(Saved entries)
+-------+

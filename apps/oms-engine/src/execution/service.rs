//! Execution service orchestrator.
//!
//! Process-wide coordinator: owns the service lifecycle, the aggregate
//! counters, the background reconciliation loop, and the execution-report
//! queue that push-style venues feed. Constructed explicitly and passed
//! around as a handle; there is no global instance.

use std::sync::atomic::{AtomicU64, Ordering};
use std::sync::Arc;
use std::time::Duration;

use serde::Serialize;
use tokio::sync::{mpsc, watch, Mutex};
use tokio::task::JoinHandle;
use uuid::Uuid;

use crate::application::ports::ExecutionReport;
use crate::domain::orders::aggregate::{CreateOrderCommand, Order, OrderPatch};
use crate::domain::orders::errors::OrderError;
use crate::domain::orders::value_objects::{Fill, OrderStatus};
use crate::domain::risk::RiskCheckResult;
use crate::domain::shared::OrderId;
use crate::execution::recorder::{FillRecorder, RecorderError};
use crate::execution::router::{
    ExecutionRouter, RouterError, SubmitOutcome, VenueHealth, VenueRegistry,
};
use crate::execution::store::{OrderPage, OrderQuery, OrderStore};

/// Service lifecycle state.
#[derive(Debug, Clone, Copy, PartialEq, Eq, Serialize)]
#[serde(rename_all = "SCREAMING_SNAKE_CASE")]
pub enum ServiceState {
    /// Constructed but never started.
    Uninitialized,
    /// Accepting submissions, background loops running.
    Running,
    /// Background loops halted; orders remain queryable.
    Stopped,
}

impl std::fmt::Display for ServiceState {
    fn fmt(&self, f: &mut std::fmt::Formatter<'_>) -> std::fmt::Result {
        match self {
            Self::Uninitialized => write!(f, "UNINITIALIZED"),
            Self::Running => write!(f, "RUNNING"),
            Self::Stopped => write!(f, "STOPPED"),
        }
    }
}

/// Aggregate counters, reset only when the process restarts.
#[derive(Debug, Default)]
struct ServiceCounters {
    total_submitted: AtomicU64,
    total_executed: AtomicU64,
    total_cancelled: AtomicU64,
    total_rejected: AtomicU64,
}

/// Point-in-time counter values.
#[derive(Debug, Clone, Copy, Serialize)]
pub struct CounterSnapshot {
    /// Orders that reached a venue.
    pub total_submitted: u64,
    /// Orders completely filled.
    pub total_executed: u64,
    /// Orders cancelled.
    pub total_cancelled: u64,
    /// Orders rejected.
    pub total_rejected: u64,
}

impl ServiceCounters {
    fn snapshot(&self) -> CounterSnapshot {
        CounterSnapshot {
            total_submitted: self.total_submitted.load(Ordering::Relaxed),
            total_executed: self.total_executed.load(Ordering::Relaxed),
            total_cancelled: self.total_cancelled.load(Ordering::Relaxed),
            total_rejected: self.total_rejected.load(Ordering::Relaxed),
        }
    }
}

/// Observability snapshot returned by `status()`.
#[derive(Debug, Clone, Serialize)]
pub struct ServiceStatus {
    /// Lifecycle state.
    pub state: ServiceState,
    /// Health of every registered venue connector.
    pub venues: Vec<VenueHealth>,
    /// Aggregate counters.
    pub counters: CounterSnapshot,
    /// Number of currently active orders.
    pub active_orders: usize,
}

/// An execution report pushed by a venue, addressed to an order.
#[derive(Debug, Clone)]
pub struct VenueExecutionEvent {
    /// Target order.
    pub order_id: OrderId,
    /// The venue's execution report.
    pub report: ExecutionReport,
}

/// Result of placing an order through the service.
#[derive(Debug, Clone)]
pub struct PlaceOrderResponse {
    /// The created order in its post-routing state.
    pub order: Order,
    /// The risk result when the gate failed; `None` on a pass.
    pub risk: Option<RiskCheckResult>,
    /// Routing failure surfaced as degraded status rather than a crash;
    /// the order stays in its last-known-good state.
    pub routing_error: Option<String>,
}

/// Errors from service-level operations.
#[derive(Debug, thiserror::Error)]
pub enum ServiceError {
    /// The service is not accepting new submissions.
    #[error("Execution service is not running")]
    NotRunning,

    /// Routing failure.
    #[error(transparent)]
    Router(#[from] RouterError),

    /// Order-level failure.
    #[error(transparent)]
    Order(#[from] OrderError),

    /// Ingestion failure.
    #[error(transparent)]
    Recorder(#[from] RecorderError),
}

/// Tunables for the service loops.
#[derive(Debug, Clone)]
pub struct ServiceConfig {
    /// Whether the background reconciliation loop runs.
    pub reconcile_enabled: bool,
    /// Reconciliation poll interval.
    pub reconcile_interval: Duration,
    /// Capacity of the execution-report queue.
    pub report_queue_capacity: usize,
}

impl Default for ServiceConfig {
    fn default() -> Self {
        Self {
            reconcile_enabled: true,
            reconcile_interval: Duration::from_secs(5),
            report_queue_capacity: 1024,
        }
    }
}

/// Process-wide execution coordinator.
pub struct ExecutionService {
    store: Arc<OrderStore>,
    router: Arc<ExecutionRouter>,
    recorder: Arc<FillRecorder>,
    venues: Arc<VenueRegistry>,
    config: ServiceConfig,
    state: std::sync::RwLock<ServiceState>,
    counters: ServiceCounters,
    report_tx: std::sync::RwLock<Option<mpsc::Sender<VenueExecutionEvent>>>,
    shutdown_tx: std::sync::RwLock<Option<watch::Sender<bool>>>,
    tasks: Mutex<Vec<JoinHandle<()>>>,
}
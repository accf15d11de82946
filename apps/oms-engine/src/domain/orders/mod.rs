//! Order lifecycle bounded context.
//!
//! The canonical representation of a client order and its derived state,
//! plus the forward-only state machine governing lifecycle transitions.

pub mod aggregate;
pub mod errors;
pub mod services;
pub mod value_objects;
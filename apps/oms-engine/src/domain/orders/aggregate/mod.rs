//! Order aggregate.

mod order;

pub use order::{CreateOrderCommand, Order, OrderPatch};
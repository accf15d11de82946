//! Venue routing configuration.

use std::collections::HashMap;

use serde::{Deserialize, Serialize};

/// Venue routing settings.
#[derive(Debug, Clone, Serialize, Deserialize)]
pub struct VenuesConfig {
    /// Fallback venue for unrouted symbols.
    #[serde(default = "default_venue_name")]
    pub default_venue: String,
    /// Bounded timeout for venue calls, in seconds.
    #[serde(default = "default_venue_timeout_secs")]
    pub venue_timeout_secs: u64,
    /// Symbol-to-venue routes.
    #[serde(default)]
    pub routes: HashMap<String, String>,
    /// Mock venue settings.
    #[serde(default)]
    pub mock: MockVenueConfig,
}

fn default_venue_name() -> String {
    "mock".to_string()
}

const fn default_venue_timeout_secs() -> u64 {
    5
}

impl Default for VenuesConfig {
    fn default() -> Self {
        Self {
            default_venue: default_venue_name(),
            venue_timeout_secs: default_venue_timeout_secs(),
            routes: HashMap::new(),
            mock: MockVenueConfig::default(),
        }
    }
}

/// Mock venue behavior.
#[derive(Debug, Clone, Serialize, Deserialize)]
pub struct MockVenueConfig {
    /// Account the mock trades under.
    #[serde(default = "default_mock_account")]
    pub account_id: String,
    /// Fill behavior: "immediate", "sliced", or "resting".
    #[serde(default = "default_fill_mode")]
    pub fill_mode: String,
    /// Slice count for "sliced" mode.
    #[serde(default = "default_slices")]
    pub slices: u32,
    /// Price assumed for orders without a limit price.
    #[serde(default = "default_mark_price")]
    pub mark_price: f64,
}

fn default_mock_account() -> String {
    "demo".to_string()
}

fn default_fill_mode() -> String {
    "immediate".to_string()
}

const fn default_slices() -> u32 {
    2
}

const fn default_mark_price() -> f64 {
    100.0
}

impl Default for MockVenueConfig {
    fn default() -> Self {
        Self {
            account_id: default_mock_account(),
            fill_mode: default_fill_mode(),
            slices: default_slices(),
            mark_price: default_mark_price(),
        }
    }
}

+-------+

**Try it:** Output the data above exactly, please, line for line.

**Exercise response:**
filename apps/oms-engine/src/execution/service.rs
//! Execution service orchestrator.
//!
//! Process-wide coordinator: owns the service lifecycle, the aggregate
//! counters, the background reconciliation loop, and the execution-report
//! queue that push-style venues feed. Constructed explicitly and passed
//! around as a handle; there is no global instance.

use std::sync::atomic::{AtomicU64, Ordering};
use std::sync::Arc;
use std::time::Duration;

use serde::Serialize;
use tokio::sync::{mpsc, watch, Mutex};
use tokio::task::JoinHandle;
use uuid::Uuid;

use crate::application::ports::ExecutionReport;
use crate::domain::orders::aggregate::{CreateOrderCommand, Order, OrderPatch};
use crate::domain::orders::errors::OrderError;
use crate::domain::orders::value_objects::{Fill, OrderStatus};
use crate::domain::risk::RiskCheckResult;
use crate::domain::shared::OrderId;
use crate::execution::recorder::{FillRecorder, RecorderError};
use crate::execution::router::{
    ExecutionRouter, RouterError, SubmitOutcome, VenueHealth, VenueRegistry,
};
use crate::execution::store::{OrderPage, OrderQuery, OrderStore};

/// Service lifecycle state.
#[derive(Debug, Clone, Copy, PartialEq, Eq, Serialize)]
#[serde(rename_all = "SCREAMING_SNAKE_CASE")]
pub enum ServiceState {
    /// Constructed but never started.
    Uninitialized,
    /// Accepting submissions, background loops running.
    Running,
    /// Background loops halted; orders remain queryable.
    Stopped,
}

impl std::fmt::Display for ServiceState {
    fn fmt(&self, f: &mut std::fmt::Formatter<'_>) -> std::fmt::Result {
        match self {
            Self::Uninitialized => write!(f, "UNINITIALIZED"),
            Self::Running => write!(f, "RUNNING"),
            Self::Stopped => write!(f, "STOPPED"),
        }
    }
}

/// Aggregate counters, reset only when the process restarts.
#[derive(Debug, Default)]
struct ServiceCounters {
    total_submitted: AtomicU64,
    total_executed: AtomicU64,
    total_cancelled: AtomicU64,
    total_rejected: AtomicU64,
}

/// Point-in-time counter values.
#[derive(Debug, Clone, Copy, Serialize)]
pub struct CounterSnapshot {
    /// Orders that reached a venue.
    pub total_submitted: u64,
    /// Orders completely filled.
    pub total_executed: u64,
    /// Orders cancelled.
    pub total_cancelled: u64,
    /// Orders rejected.
    pub total_rejected: u64,
}

impl ServiceCounters {
    fn snapshot(&self) -> CounterSnapshot {
        CounterSnapshot {
            total_submitted: self.total_submitted.load(Ordering::Relaxed),
            total_executed: self.total_executed.load(Ordering::Relaxed),
            total_cancelled: self.total_cancelled.load(Ordering::Relaxed),
            total_rejected: self.total_rejected.load(Ordering::Relaxed),
        }
    }
}

/// Observability snapshot returned by `status()`.
#[derive(Debug, Clone, Serialize)]
pub struct ServiceStatus {
    /// Lifecycle state.
    pub state: ServiceState,
    /// Health of every registered venue connector.
    pub venues: Vec<VenueHealth>,
    /// Aggregate counters.
    pub counters: CounterSnapshot,
    /// Number of currently active orders.
    pub active_orders: usize,
}

/// An execution report pushed by a venue, addressed to an order.
#[derive(Debug, Clone)]
pub struct VenueExecutionEvent {
    /// Target order.
    pub order_id: OrderId,
    /// The venue's execution report.
    pub report: ExecutionReport,
}

/// Result of placing an order through the service.
#[derive(Debug, Clone)]
pub struct PlaceOrderResponse {
    /// The created order in its post-routing state.
    pub order: Order,
    /// The risk result when the gate failed; `None` on a pass.
    pub risk: Option<RiskCheckResult>,
    /// Routing failure surfaced as degraded status rather than a crash;
    /// the order stays in its last-known-good state.
    pub routing_error: Option<String>,
}

/// Errors from service-level operations.
#[derive(Debug, thiserror::Error)]
pub enum ServiceError {
    /// The service is not accepting new submissions.
    #[error("Execution service is not running")]
    NotRunning,

    /// Routing failure.
    #[error(transparent)]
    Router(#[from] RouterError),

    /// Order-level failure.
    #[error(transparent)]
    Order(#[from] OrderError),

    /// Ingestion failure.
    #[error(transparent)]
    Recorder(#[from] RecorderError),
}

/// Tunables for the service loops.
#[derive(Debug, Clone)]
pub struct ServiceConfig {
    /// Whether the background reconciliation loop runs.
    pub reconcile_enabled: bool,
    /// Reconciliation poll interval.
    pub reconcile_interval: Duration,
    /// Capacity of the execution-report queue.
    pub report_queue_capacity: usize,
}

impl Default for ServiceConfig {
    fn default() -> Self {
        Self {
            reconcile_enabled: true,
            reconcile_interval: Duration::from_secs(5),
            report_queue_capacity: 1024,
        }
    }
}

/// Process-wide execution coordinator.
pub struct ExecutionService {
    store: Arc<OrderStore>,
    router: Arc<ExecutionRouter>,
    recorder: Arc<FillRecorder>,
    venues: Arc<VenueRegistry>,
    config: ServiceConfig,
    state: std::sync::RwLock<ServiceState>,
    counters: ServiceCounters,
    report_tx: std::sync::RwLock<Option<mpsc::Sender<VenueExecutionEvent>>>,
    shutdown_tx: std::sync::RwLock<Option<watch::Sender<bool>>>,
    tasks: Mutex<Vec<JoinHandle<()>>>,
}
repository accf15d11de82946
filename apps/oms-engine/src/domain/orders/mod.rs
//! Order lifecycle bounded context.
//!
//! The canonical representation of a client order and its derived state,
//! plus the forward-only state machine governing lifecycle transitions.

pub mod aggregate;
pub mod errors;
pub mod services;
pub mod value_objects;
filename apps/oms-engine/src/domain/orders/aggregate/mod.rs
//! Order aggregate.

mod order;

pub use order::{CreateOrderCommand, Order, OrderPatch};
repository accf15d11de82946
//! Venue routing configuration.

use std::collections::HashMap;

use serde::{Deserialize, Serialize};

/// Venue routing settings.
#[derive(Debug, Clone, Serialize, Deserialize)]
pub struct VenuesConfig {
    /// Fallback venue for unrouted symbols.
    #[serde(default = "default_venue_name")]
    pub default_venue: String,
    /// Bounded timeout for venue calls, in seconds.
    #[serde(default = "default_venue_timeout_secs")]
    pub venue_timeout_secs: u64,
    /// Symbol-to-venue routes.
    #[serde(default)]
    pub routes: HashMap<String, String>,
    /// Mock venue settings.
    #[serde(default)]
    pub mock: MockVenueConfig,
}

fn default_venue_name() -> String {
    "mock".to_string()
}

const fn default_venue_timeout_secs() -> u64 {
    5
}

impl Default for VenuesConfig {
    fn default() -> Self {
        Self {
            default_venue: default_venue_name(),
            venue_timeout_secs: default_venue_timeout_secs(),
            routes: HashMap::new(),
            mock: MockVenueConfig::default(),
        }
    }
}

/// Mock venue behavior.
#[derive(Debug, Clone, Serialize, Deserialize)]
pub struct MockVenueConfig {
    /// Account the mock trades under.
    #[serde(default = "default_mock_account")]
    pub account_id: String,
    /// Fill behavior: "immediate", "sliced", or "resting".
    #[serde(default = "default_fill_mode")]
    pub fill_mode: String,
    /// Slice count for "sliced" mode.
    #[serde(default = "default_slices")]
    pub slices: u32,
    /// Price assumed for orders without a limit price.
    #[serde(default = "default_mark_price")]
    pub mark_price: f64,
}

fn default_mock_account() -> String {
    "demo".to_string()
}

fn default_fill_mode() -> String {
    "immediate".to_string()
}

const fn default_slices() -> u32 {
    2
}

const fn default_mark_price() -> f64 {
    100.0
}

impl Default for MockVenueConfig {
    fn default() -> Self {
        Self {
            account_id: default_mock_account(),
            fill_mode: default_fill_mode(),
            slices: default_slices(),
            mark_price: default_mark_price(),
        }
    }
}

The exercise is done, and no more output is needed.